L’ordre fut répété par un soldat, dans un français hésitant mais compréhensible. Certaines femmes obéirent aussitôt, déjà résignées. D’autres hésitèrent, cherchant du regard quelque chose : une issue, un témoin, un miracle. Mais il n’y avait rien, seulement le froid, le silence et le regard indifférent du médecin.

Felker ne criait pas, il ne menaçait pas, il attendait simplement. Et quand tous furent à genoux, nus, vulnérables, il commença son œuvre. Injections de substances inconnues, tests de résistance au froid, femmes immergées dans des baignoires d’eau glacée pendant des minutes, parfois des heures, tandis qu’il chronométrait et enregistrait le processus. De petites incisions étaient pratiquées sans anesthésie pour observer la cicatrisation, et des doigts et des oreilles étaient amputés sous couvert d’études scientifiques.

Mais le pire, ce n’étaient pas les expériences, c’était le silence. Les femmes ne criaient pas, non pas parce qu’elles ne ressentaient pas la douleur, mais parce qu’elles avaient appris que crier était inutile. Leurs cris ne faisaient qu’attirer davantage l’attention, davantage de soldats, davantage d’ordre. Alors elles se mordaient les lèvres jusqu’au sang, serraient les poings jusqu’à ce que leurs ongles s’enfoncent dans leur peau, et résistaient.

Ils ont enduré cela parce qu’ils n’avaient pas le choix.

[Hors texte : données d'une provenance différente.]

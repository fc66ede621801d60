// All repository functions are generic over `E: Executor<'e, Database = Sqlite>`
// so they accept both a `&SqlitePool` (direct query) and a `&mut Transaction`.

pub mod category;
pub mod question;
use tower_http::trace::TraceLayer;
use trivia_api::{config::ApiConfig, middleware::cors::create_cors_layer, state::ApiState};

#[tokio::main]
async fn main() -> anyhow::Result<()> {
    // Load configuration from environment variables
    dotenvy::dotenv().ok();
    let config = ApiConfig::from_env()?;
    trivia_api::tracing::init_tracing(&config.env);

    // Connect and bring the schema up to date
    let pool = trivia_db::create_pool(&config.database_url).await?;
    trivia_db::migrate(&pool).await?;

    // Create the application router
    let state = ApiState::new(pool);
    let app = trivia_api::router::router()
        .with_state(state)
        .layer(create_cors_layer())
        .layer(TraceLayer::new_for_http());

    // Start the server
    let listener = tokio::net::TcpListener::bind(&config.listen_addr).await?;
    tracing::info!("listening on {}", config.listen_addr);
    axum::serve(listener, app).await?;

    Ok(())
}
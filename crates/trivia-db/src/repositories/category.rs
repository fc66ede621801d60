use sqlx::{Executor, Sqlite};

use crate::models::Category;

pub async fn list_all<'e, E>(executor: E) -> Result<Vec<Category>, sqlx::Error>
where
    E: Executor<'e, Database = Sqlite>,
{
    sqlx::query_as(
        r#"
            SELECT id, name
            FROM categories
            ORDER BY id
        "#,
    )
    .fetch_all(executor)
    .await
}

pub async fn find_by_id<'e, E>(executor: E, id: i64) -> Result<Option<Category>, sqlx::Error>
where
    E: Executor<'e, Database = Sqlite>,
{
    sqlx::query_as(
        r#"
            SELECT id, name
            FROM categories
            WHERE id = ?1
        "#,
    )
    .bind(id)
    .fetch_optional(executor)
    .await
}
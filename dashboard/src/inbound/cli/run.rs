//! Drive one command through the list controller and render the result.

use std::io::{self, Write};

use thiserror::Error;
use tracing::info;

use super::{Command, FieldArgs, render};
use crate::domain::ports::UserStore;
use crate::domain::{DashboardError, EditorSubmission, ListController, User, UserId};

/// How a command finished when no error was raised.
#[derive(Debug, Clone, Copy, PartialEq, Eq)]
pub enum RunOutcome {
    /// The action completed and its result was rendered.
    Completed,
    /// The editor rejected the input; field errors were rendered.
    Rejected,
}

/// Failures that abort a command.
#[derive(Debug, Error)]
pub enum CliError {
    /// The user API call failed.
    #[error(transparent)]
    Dashboard(#[from] DashboardError),
    /// The requested record is not in the loaded list.
    #[error("user {0} not found")]
    NotFound(UserId),
    /// Rendering output failed.
    #[error("failed to write output: {0}")]
    Io(#[from] io::Error),
}

impl CliError {
    /// Short message for the person at the terminal.
    pub fn user_message(&self) -> String {
        match self {
            Self::Dashboard(err) => err.user_message().to_owned(),
            other => other.to_string(),
        }
    }
}

/// Run `command` against `controller`, writing views to `out`.
///
/// # Errors
///
/// Returns [`CliError::Dashboard`] when a fetch or mutation fails,
/// [`CliError::NotFound`] when `view` or `edit` names an id missing from the
/// list, and [`CliError::Io`] when `out` cannot be written.
pub async fn execute<S>(
    controller: &ListController<S>,
    command: Command,
    out: &mut impl Write,
) -> Result<RunOutcome, CliError>
where
    S: UserStore,
{
    match command {
        Command::List => {
            let loaded = controller.load().await;
            render::list(out, &controller.list_view())?;
            loaded.map_err(DashboardError::from)?;
        }
        Command::View { id } => {
            let user = load_and_find(controller, id).await?;
            controller.request_view(user);
            if let Some(detail) = controller.viewing() {
                render::detail(out, &detail)?;
            }
            controller.close_view();
        }
        Command::Create(fields) => {
            controller.request_create();
            return submit(controller, &fields, out).await;
        }
        Command::Edit { id, fields } => {
            let user = load_and_find(controller, id).await?;
            controller.request_edit(user);
            return submit(controller, &fields, out).await;
        }
        Command::Delete { id } => {
            let report = controller.delete(&id).await.map_err(DashboardError::from)?;
            render::report(out, &report)?;
            render::list(out, &controller.list_view())?;
        }
    }
    Ok(RunOutcome::Completed)
}

async fn load_and_find<S>(controller: &ListController<S>, id: UserId) -> Result<User, CliError>
where
    S: UserStore,
{
    controller.load().await.map_err(DashboardError::from)?;
    controller.find(&id).ok_or(CliError::NotFound(id))
}

async fn submit<S>(
    controller: &ListController<S>,
    fields: &FieldArgs,
    out: &mut impl Write,
) -> Result<RunOutcome, CliError>
where
    S: UserStore,
{
    if let Some(mode) = controller.editor().mode() {
        render::editor_title(out, &mode)?;
    }
    for (field, value) in fields.edits() {
        controller.editor().set_field(field, value);
    }

    let submission = controller
        .submit_editor()
        .await
        .map_err(DashboardError::from)?;
    match submission {
        EditorSubmission::Saved(report) => {
            render::report(out, &report)?;
            render::list(out, &controller.list_view())?;
            Ok(RunOutcome::Completed)
        }
        EditorSubmission::Invalid(errors) => {
            info!(failures = errors.len(), "editor input rejected");
            render::field_errors(out, &errors)?;
            controller.close_editor();
            Ok(RunOutcome::Rejected)
        }
        EditorSubmission::Closed | EditorSubmission::InFlight => Ok(RunOutcome::Rejected),
    }
}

Et lorsqu’il regagnait enfin sa cellule, titubant, ensanglanté, tremblant, il se recroquevillait dans un coin sombre et attendait le lendemain matin. Certains ne sont jamais revenus. Les corps étaient emportés la nuit, toujours la nuit, enveloppés dans des bâches militaires et transportés par de simples soldats qui obéissaient aux ordres sans broncher.

Personne ne savait où ils allaient. Mais en février, un fermier qui habitait près de l’ancienne usine commença à sentir une odeur étrange provenant d’une cave abandonnée au fond de la propriété. Il n’alla pas enquêter. À l’époque, enquêter pouvait signifier la mort. Alors, il ferma simplement les fenêtres de sa maison et essaya d’oublier.

Volker poursuivit ses travaux pendant plus d’un an. Il recevait de temps à autre la visite d’officiers supérieurs qui feuilletaient ses carnets avec un intérêt clinique, posaient quelques questions techniques, puis repartaient. Personne ne remettait en question son éthique, personne ne parlait d’humanité. La guerre avait transformé la morale en une notion malléable, adaptable et pragmatique.

Officiellement, ces femmes n’existaient même pas. Aucun registre d’admission, aucun dossier médical, aucun nom, seulement des numéros griffonnés au hasard sur les murs de chaque cellule. Numéro 7, numéro 12, numéro 23. Des femmes réduites à des chiffres. En avril 1944, lorsque les forces alliées commencèrent à progresser dans le nord de la France, l’unité médicale de campagne fut évacuée d’urgence.